(Stored data)
==*==

use std::time::Duration;

use async_trait::async_trait;
use reqwest::Client;
use serde::{Deserialize, Serialize};
use tsumugi_core::{
    GeminiConfig, GenerationBackend, GenerationParams, GenerationResult, Result, TsumugiError,
};

#[derive(Debug, Clone, Serialize)]
#[serde(rename_all = "camelCase")]
struct GenerateContentRequest<'a> {
    contents: Vec<Content<'a>>,
    generation_config: GenerationConfig,
}

#[derive(Debug, Clone, Serialize)]
struct Content<'a> {
    role: &'static str,
    parts: Vec<RequestPart<'a>>,
}

#[derive(Debug, Clone, Serialize)]
struct RequestPart<'a> {
    text: &'a str,
}

#[derive(Debug, Clone, Serialize)]
#[serde(rename_all = "camelCase")]
struct GenerationConfig {
    temperature: f32,
    max_output_tokens: u32,
    top_p: f32,
    top_k: u32,
}

impl From<&GenerationParams> for GenerationConfig {
    fn from(params: &GenerationParams) -> Self {
        Self {
            temperature: params.temperature,
            max_output_tokens: params.max_output_tokens,
            top_p: params.top_p,
            top_k: params.top_k,
        }
    }
}

#[derive(Debug, Default, Deserialize)]
struct GenerateContentResponse {
    #[serde(default)]
    candidates: Vec<Candidate>,
}

#[derive(Debug, Default, Deserialize)]
struct Candidate {
    #[serde(default)]
    content: Option<CandidateContent>,
}

#[derive(Debug, Default, Deserialize)]
struct CandidateContent {
    #[serde(default)]
    parts: Vec<ResponsePart>,
}

#[derive(Debug, Default, Deserialize)]
struct ResponsePart {
    #[serde(default)]
    text: Option<String>,
}

/// Client for the Gemini `generateContent` endpoint.
///
/// Holds a pooled [`reqwest::Client`]; one instance serves every handler.
#[derive(Clone)]
pub struct GeminiClient {
    client: Client,
    api_base: String,
    api_key: String,
    model: String,
}

impl GeminiClient {
    pub fn new(config: &GeminiConfig) -> Result<Self> {
        let (api_key, model) = config.credentials().ok_or_else(|| {
            TsumugiError::ConfigurationMissing("gemini.api_key and gemini.model_id".into())
        })?;
        let client = Client::builder()
            .timeout(Duration::from_secs(config.request_timeout_secs))
            .build()
            .map_err(|e| TsumugiError::BackendInitFailure(format!("HTTP client: {e}")))?;
        Ok(Self {
            client,
            api_base: config.api_base.trim_end_matches('/').to_string(),
            api_key: api_key.to_string(),
            model: model.to_string(),
        })
    }

    async fn generate_content(
        &self,
        prompt: &str,
        params: &GenerationParams,
    ) -> std::result::Result<GenerateContentResponse, String> {
        let req = GenerateContentRequest {
            contents: vec![Content {
                role: "user",
                parts: vec![RequestPart { text: prompt }],
            }],
            generation_config: params.into(),
        };
        let url = format!("{}/models/{}:generateContent", self.api_base, self.model);
        tracing::debug!(model = %self.model, prompt_len = prompt.len(), "Gemini request");
        let resp = self
            .client
            .post(&url)
            .header("x-goog-api-key", &self.api_key)
            .json(&req)
            .send()
            .await
            .map_err(|e| format!("HTTP error: {e}"))?;
        if !resp.status().is_success() {
            let status = resp.status();
            let body = resp.text().await.unwrap_or_default();
            return Err(format!("API error {status}: {body}"));
        }
        resp.json().await.map_err(|e| format!("Parse error: {e}"))
    }
}

/// Joins the non-blank text parts of the first candidate.
fn extract_text(response: &GenerateContentResponse) -> GenerationResult {
    let Some(candidate) = response.candidates.first() else {
        tracing::debug!("Gemini returned no candidates");
        return GenerationResult::Empty;
    };
    let Some(content) = &candidate.content else {
        return GenerationResult::Empty;
    };
    let joined = content
        .parts
        .iter()
        .filter_map(|part| part.text.as_deref())
        .map(str::trim)
        .filter(|text| !text.is_empty())
        .collect::<Vec<_>>()
        .join(" ");
    GenerationResult::from_text(&joined)
}

#[async_trait]
impl GenerationBackend for GeminiClient {
    async fn generate(&self, prompt: &str, params: &GenerationParams) -> GenerationResult {
        match self.generate_content(prompt, params).await {
            Ok(response) => extract_text(&response),
            Err(reason) => GenerationResult::Failure(reason),
        }
    }

    fn model_id(&self) -> &str {
        &self.model
    }
}

#[cfg(test)]
mod tests {
    use super::*;
    use serde_json::json;
    use wiremock::matchers::{body_partial_json, header, method, path};
    use wiremock::{Mock, MockServer, ResponseTemplate};

    const MODEL_PATH: &str = "/models/gemini-test:generateContent";

    fn client_for(server: &MockServer) -> GeminiClient {
        GeminiClient::new(&GeminiConfig {
            api_key: Some("test-key".into()),
            model_id: Some("gemini-test".into()),
            api_base: server.uri(),
            request_timeout_secs: 5,
        })
        .unwrap()
    }

    async fn respond_with(body: serde_json::Value) -> (MockServer, GeminiClient) {
        let server = MockServer::start().await;
        Mock::given(method("POST"))
            .and(path(MODEL_PATH))
            .respond_with(ResponseTemplate::new(200).set_body_json(body))
            .mount(&server)
            .await;
        let client = client_for(&server);
        (server, client)
    }

    #[test]
    fn new_requires_credentials() {
        let err = GeminiClient::new(&GeminiConfig::default()).err().unwrap();
        assert!(matches!(err, TsumugiError::ConfigurationMissing(_)));
    }

    #[tokio::test]
    async fn sends_prompt_params_and_key() {
        let server = MockServer::start().await;
        Mock::given(method("POST"))
            .and(path(MODEL_PATH))
            .and(header("x-goog-api-key", "test-key"))
            .and(body_partial_json(json!({
                "contents": [{ "role": "user", "parts": [{ "text": "hello" }] }],
                "generationConfig": { "maxOutputTokens": 1000, "topK": 40 }
            })))
            .respond_with(ResponseTemplate::new(200).set_body_json(json!({
                "candidates": [{ "content": { "parts": [{ "text": "hi there" }] } }]
            })))
            .expect(1)
            .mount(&server)
            .await;

        let client = client_for(&server);
        let result = client.generate("hello", &GenerationParams::default()).await;
        assert_eq!(result, GenerationResult::Text("hi there".into()));
    }

    #[tokio::test]
    async fn joins_trimmed_parts_of_first_candidate() {
        let (_server, client) = respond_with(json!({
            "candidates": [
                { "content": { "parts": [{ "text": " first " }, { "text": "  " }, { "text": "second\n" }] } },
                { "content": { "parts": [{ "text": "ignored" }] } }
            ]
        }))
        .await;

        let result = client.generate("p", &GenerationParams::default()).await;
        assert_eq!(result, GenerationResult::Text("first second".into()));
    }

    #[tokio::test]
    async fn no_candidates_is_empty() {
        let (_server, client) = respond_with(json!({ "candidates": [] })).await;
        let result = client.generate("p", &GenerationParams::default()).await;
        assert_eq!(result, GenerationResult::Empty);
    }

    #[tokio::test]
    async fn candidate_without_content_is_empty() {
        let (_server, client) =
            respond_with(json!({ "candidates": [{ "finishReason": "SAFETY" }] })).await;
        let result = client.generate("p", &GenerationParams::default()).await;
        assert_eq!(result, GenerationResult::Empty);
    }

    #[tokio::test]
    async fn whitespace_only_text_is_empty() {
        let (_server, client) = respond_with(json!({
            "candidates": [{ "content": { "parts": [{ "text": " \n " }] } }]
        }))
        .await;
        let result = client.generate("p", &GenerationParams::default()).await;
        assert_eq!(result, GenerationResult::Empty);
    }

    #[tokio::test]
    async fn server_error_is_failure_without_retry() {
        let server = MockServer::start().await;
        Mock::given(method("POST"))
            .and(path(MODEL_PATH))
            .respond_with(ResponseTemplate::new(503).set_body_string("overloaded"))
            .expect(1)
            .mount(&server)
            .await;

        let client = client_for(&server);
        let result = client.generate("p", &GenerationParams::default()).await;
        match result {
            GenerationResult::Failure(reason) => assert!(reason.contains("503")),
            other => panic!("expected failure, got {other:?}"),
        }
    }

    #[tokio::test]
    async fn malformed_body_is_failure() {
        let server = MockServer::start().await;
        Mock::given(method("POST"))
            .and(path(MODEL_PATH))
            .respond_with(ResponseTemplate::new(200).set_body_string("not json"))
            .mount(&server)
            .await;

        let client = client_for(&server);
        let result = client.generate("p", &GenerationParams::default()).await;
        assert!(matches!(result, GenerationResult::Failure(_)));
    }

    #[tokio::test]
    async fn unreachable_backend_is_failure() {
        let server = MockServer::start().await;
        let client = client_for(&server);
        drop(server);

        let result = client.generate("p", &GenerationParams::default()).await;
        assert!(matches!(result, GenerationResult::Failure(_)));
    }
}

==*==

Task description:
Give the count of lines in the records above that hold the string "temperature", and only that count.

Result for this exercise:
2